TN 35 (09-97)
DI 28001.001 What is a Continuing Disability Review (CDR)?
After an individual is determined to be disabled, we are required by statute to perform a review from time to time to determine if the individual continues to be disabled. To carry out this statutory requirement, a continuing disability review (CDR) will be conducted at selected intervals.
The individual will be notified of the nature of the review and why it is being conducted. The individual will be notified that the medical improvement (MI) standard will apply and that medical and other evidence, as applicable, may be submitted for consideration during the review and that the review could result in the termination of benefits. The purpose of the review is to determine if a person's impairment(s) has improved since the most recent favorable determination (or if an exception to MI applies), and in title II and adult title XVI cases, to determine if the person can perform substantial gainful activity (SGA) or, in title XVI child cases, to determine if the child's impairment(s) currently causes marked and severe functional limitations. (See DI 25201.001B. for the definition of a “child” .) During the review, every reasonable effort will be made to develop a complete 12-month medical history and obtain current information about the disabled individual's physical and/or mental impairment(s) and any work activity. Different procedures apply in cases where MI was not expected (MINE cases) as discussed in DI 28040.000. Information concerning the individual's prior impairment(s) is reviewed in deciding whether the individual is still disabled under the medical improvement review standard (MIRS) (see DI 28005.000). If an individual is found not to meet the disability eligibility criteria of the law, benefits and freeze periods must be suspended or terminated. If a determination is made that disability has ended and that benefits should be terminated, the individual will be sent notice of the cessation determination and given an opportunity to appeal and to request that benefits be continued during the appeal until the administrative law judge renders a decision. These procedures relating to continuing disability apply to both title II and title XVI unless otherwise noted.

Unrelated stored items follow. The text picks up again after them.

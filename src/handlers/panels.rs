use axum::{
    extract::{Path, Query, State},
    Json,
};
use std::collections::BTreeSet;
use std::sync::Arc;

use crate::models::*;
use crate::AppState;

use super::ApiError;

/// List catalog rows, with the racks they span unless narrowed to one rack
pub async fn list_panels(
    State(state): State<Arc<AppState>>,
    Query(filter): Query<PanelFilterQuery>,
) -> Result<Json<PanelListResponse>, ApiError> {
    let panels = state.store.list_panels(&filter).await?;
    let racks = if filter.rack().is_some() {
        Vec::new()
    } else {
        panels
            .iter()
            .map(|p| p.rack.clone())
            .collect::<BTreeSet<_>>()
            .into_iter()
            .collect()
    };
    Ok(Json(PanelListResponse { racks, panels }))
}

pub async fn get_panel(
    State(state): State<Arc<AppState>>,
    Path(dcim_id): Path<String>,
) -> Result<Json<PanelRecord>, ApiError> {
    let panel = state
        .store
        .get_panel(&dcim_id)
        .await?
        .ok_or_else(|| ApiError::not_found("panel"))?;
    Ok(Json(panel))
}

pub async fn update_panel(
    State(state): State<Arc<AppState>>,
    Path(dcim_id): Path<String>,
    Json(req): Json<UpdatePanelRequest>,
) -> Result<Json<PanelRecord>, ApiError> {
    let panel = state.store.update_panel(&dcim_id, &req).await?;
    tracing::info!("Panel {} updated", dcim_id);
    Ok(Json(panel))
}

pub async fn list_rooms(
    State(state): State<Arc<AppState>>,
) -> Result<Json<Vec<String>>, ApiError> {
    Ok(Json(state.store.list_rooms().await?))
}

pub async fn list_racks(
    State(state): State<Arc<AppState>>,
    Query(query): Query<RackQuery>,
) -> Result<Json<Vec<String>>, ApiError> {
    let room = query.room.as_deref().map(str::trim).filter(|r| !r.is_empty());
    Ok(Json(state.store.list_racks(room).await?))
}

/// Bulk upsert catalog rows from the inventory system
pub async fn import_panels(
    State(state): State<Arc<AppState>>,
    Json(req): Json<BulkImportRequest>,
) -> Result<Json<ImportResult>, ApiError> {
    let result = state.catalog_sync.import(&req.panels).await?;
    Ok(Json(result))
}

/// Whether a bulk import is in progress; route results may be stale meanwhile
pub async fn sync_status(State(state): State<Arc<AppState>>) -> Json<SyncStatus> {
    Json(state.catalog_sync.status())
}
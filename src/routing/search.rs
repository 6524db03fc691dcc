use std::collections::{BTreeSet, HashSet};

use super::constraints::{validate_connection, RouteConstraints};
use super::graph::{DataCenterMap, Link, WalkLimits};
use super::location::{same_spine_distance, spine_of};
use super::panel::Panel;

/// One panel-to-panel hop. A synthetic direct route uses the same id twice.
pub type Hop = (String, String);

/// Upper bounds on simple-path enumeration for one query
#[derive(Debug, Clone, Copy, PartialEq, Eq)]
pub struct SearchLimits {
    /// Paths taken from a single (start, end) candidate pair
    pub max_paths_per_pair: usize,
    /// Paths taken across the whole query
    pub max_paths_total: usize,
    /// Graph links examined across the whole query
    pub max_expansions: usize,
}

impl Default for SearchLimits {
    fn default() -> Self {
        Self {
            max_paths_per_pair: 512,
            max_paths_total: 20_000,
            max_expansions: 2_000_000,
        }
    }
}

/// A candidate cable route and its total cost
#[derive(Debug, Clone, PartialEq, Eq)]
pub struct Route {
    pub hops: Vec<Hop>,
    pub weight: u32,
}

impl Route {
    pub fn len(&self) -> usize {
        self.hops.len()
    }

    pub fn is_empty(&self) -> bool {
        self.hops.is_empty()
    }

    /// True for the single-panel `(p, p)` form
    pub fn is_direct(&self) -> bool {
        matches!(self.hops.as_slice(), [(a, b)] if a == b)
    }

    /// Distinct panel ids in first-touched order
    pub fn panel_ids(&self) -> Vec<&str> {
        let mut seen = HashSet::new();
        let mut ids = Vec::new();
        for (a, b) in &self.hops {
            for id in [a.as_str(), b.as_str()] {
                if seen.insert(id) {
                    ids.push(id);
                }
            }
        }
        ids
    }
}

fn matches_rack(rack: &str, wanted_rack: &str, wanted_spine: Option<&str>) -> bool {
    if rack == wanted_rack {
        return true;
    }
    match (spine_of(rack), wanted_spine) {
        (Some(spine), Some(wanted)) => spine == wanted,
        _ => false,
    }
}

fn is_eligible(panel: &Panel, constraints: &RouteConstraints) -> bool {
    constraints.accepts_interface(panel.interface_type) && panel.has_capacity(constraints.min_free_ports)
}

impl DataCenterMap {
    /// Panels mounted in (or on the same spine as) the start rack
    pub fn start_candidates(&self, start_rack: &str, constraints: &RouteConstraints) -> Vec<&Panel> {
        let mut found = match spine_of(start_rack) {
            Some(spine) => self.panels_in_spine(spine),
            None => self.panels_in_rack(start_rack, None),
        };
        found.retain(|p| is_eligible(p, constraints));
        found.sort_by_key(|p| self.panels.get_index_of(&p.id));
        found
    }

    /// Panels whose cable lands in (or on the same spine as) the end rack
    pub fn end_candidates(&self, end_rack: &str, constraints: &RouteConstraints) -> Vec<&Panel> {
        let spine = spine_of(end_rack);
        self.panels
            .values()
            .filter(|p| is_eligible(p, constraints) && matches_rack(&p.destination, end_rack, spine))
            .collect()
    }

    /// Single-panel routes: a start panel whose own cable already reaches
    /// the end rack, or lands within four cabinets of it on the same spine.
    fn direct_routes(&self, starts: &[&Panel], end_rack: &str) -> Vec<Route> {
        let mut routes = Vec::new();
        for panel in starts {
            let weight = if panel.destination == end_rack {
                1
            } else {
                match same_spine_distance(&panel.destination, end_rack) {
                    Some(distance) if distance <= 4 => 1 + distance,
                    _ => continue,
                }
            };
            routes.push(Route {
                hops: vec![(panel.id.clone(), panel.id.clone())],
                weight,
            });
        }
        routes
    }

    /// Walk a node path; `None` if any hop is missing or filtered out
    fn evaluate_path(&self, path: &[&str], constraints: &RouteConstraints) -> Option<Route> {
        let mut hops = Vec::with_capacity(path.len().saturating_sub(1));
        let mut weight = 0;
        for pair in path.windows(2) {
            let link = self.graph.edge(pair[0], pair[1])?;
            if !validate_connection(link, constraints) {
                return None;
            }
            weight += link.weight;
            hops.push((pair[0].to_string(), pair[1].to_string()));
        }
        if hops.is_empty() {
            return None;
        }
        Some(Route { hops, weight })
    }

    fn preferred_panel_count(&self, route: &Route, rooms: &BTreeSet<String>) -> usize {
        route
            .panel_ids()
            .into_iter()
            .filter_map(|id| self.panels.get(id))
            .filter(|p| rooms.iter().any(|room| p.location.rack.contains(room.as_str())))
            .count()
    }

    /// Find every route from `start_rack` to `end_rack` that satisfies the
    /// constraints, best first.
    pub fn find_all_routes(&self, start_rack: &str, end_rack: &str, constraints: &RouteConstraints) -> Vec<Route> {
        let starts = self.start_candidates(start_rack, constraints);
        let ends = self.end_candidates(end_rack, constraints);
        tracing::debug!(
            "Route search {} -> {}: {} start panels, {} end panels",
            start_rack,
            end_rack,
            starts.len(),
            ends.len()
        );

        let mut candidates = self.direct_routes(&starts, end_rack);

        let accept = |link: &Link| validate_connection(link, constraints);
        let targets: Vec<_> = ends
            .iter()
            .filter_map(|end| Some((end, self.graph.hops_to(&end.id, accept)?)))
            .collect();

        let mut found = 0usize;
        let mut expansions = 0usize;
        'pairs: for start in &starts {
            for (end, distances) in &targets {
                if found >= self.limits.max_paths_total || expansions >= self.limits.max_expansions {
                    tracing::warn!(
                        "Route search {} -> {} stopped after {} paths, {} links examined",
                        start_rack,
                        end_rack,
                        found,
                        expansions
                    );
                    break 'pairs;
                }
                let limits = WalkLimits {
                    max_paths: self.limits.max_paths_per_pair.min(self.limits.max_paths_total - found),
                    max_expansions: self.limits.max_expansions - expansions,
                };

                let walk = self
                    .graph
                    .simple_paths(&start.id, distances, constraints.max_hops, limits, accept);
                if walk.truncated {
                    tracing::debug!("Path budget reached for {} -> {}", start.id, end.id);
                }
                found += walk.paths.len();
                expansions += walk.expansions;
                candidates.extend(walk.paths.iter().filter_map(|path| self.evaluate_path(path, constraints)));
            }
        }

        let mut seen: HashSet<Vec<Hop>> = HashSet::new();
        let mut routes: Vec<Route> = candidates
            .into_iter()
            .filter(|r| seen.insert(r.hops.clone()))
            .collect();

        routes.sort_by_key(|r| (r.weight, r.len()));

        if let Some(rooms) = &constraints.preferred_rooms {
            // replaces the weight/length order rather than refining it
            let mut scored: Vec<(usize, Route)> = routes
                .into_iter()
                .map(|r| (self.preferred_panel_count(&r, rooms), r))
                .collect();
            scored.sort_by(|(sa, ra), (sb, rb)| sb.cmp(sa).then(ra.weight.cmp(&rb.weight)));
            routes = scored.into_iter().map(|(_, r)| r).collect();
        }

        routes.retain(|r| !r.is_empty());
        tracing::debug!("Route search {} -> {}: {} routes", start_rack, end_rack, routes.len());
        routes
    }
}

For a title II or adult title XVI beneficiary, disability will cease only when, (1) There has been any MI (related to the ability to work) in the individual's impairment(s) or certain exceptions to MI apply, and(2) The physical and/or mental impairment(s), together with the vocational profile (i.e., age, education and work experience), where appropriate, does not prevent the individual from engaging in SGA, unless a “Group II” exception applies -- see DI 28020.900.
For a title XVI child beneficiary, disability will cease only when (1) There has been any MI in the child's impairment(s) or certain exceptions to MI apply, and (2) The child's impairment(s) does not result in marked and severe functional limitations; i.e., does not meet, or medically or functionally equal the severity of a listing; unless a “Group II” exception applies -- see DI 28020.900.
Also, irrespective of MI, where an individual has worked in accordance with the trial work period (TWP) provisions of the law (see DI 28050.001) and is engaging in SGA, disability will cease (except in certain title II or title XVI cases based on blindness or cases of participants in title XVI work incentive projects (SI 02302.001). Determinations on whether the individual is engaging in SGA are made by the local Social Security office.
Benefits will be stopped only when required by applicable law and regulations, and will be consistent with due process (DI 28080.001) and administrative procedures. Care will be exercised in fully developing and completely evaluating evidence for each person. Disability entitlement will continue for the month of cessation and the following 2 months.
Finally, it should be noted that certain CDR cases are subject to special development and processing requirements. Among these are lost folder cases; cases in which a permanent, severe impairment is present and medical improvement is not expected to occur (MINE cases); cases involving judicial decisions (Decision Review Cases); cases involving work activity during a trial work period; cases involving an extended period of eligibility (EPE) or other work incentive provisions; and cases which may involve VR participation, an individual convicted of a felony, or drug abuse or alcoholism. A separate subchapter has been devoted to the special handling of each of these categories of cases.
NOTE: The application of the MIRS is different in the evaluation of title XVI children. See DI 28005.020.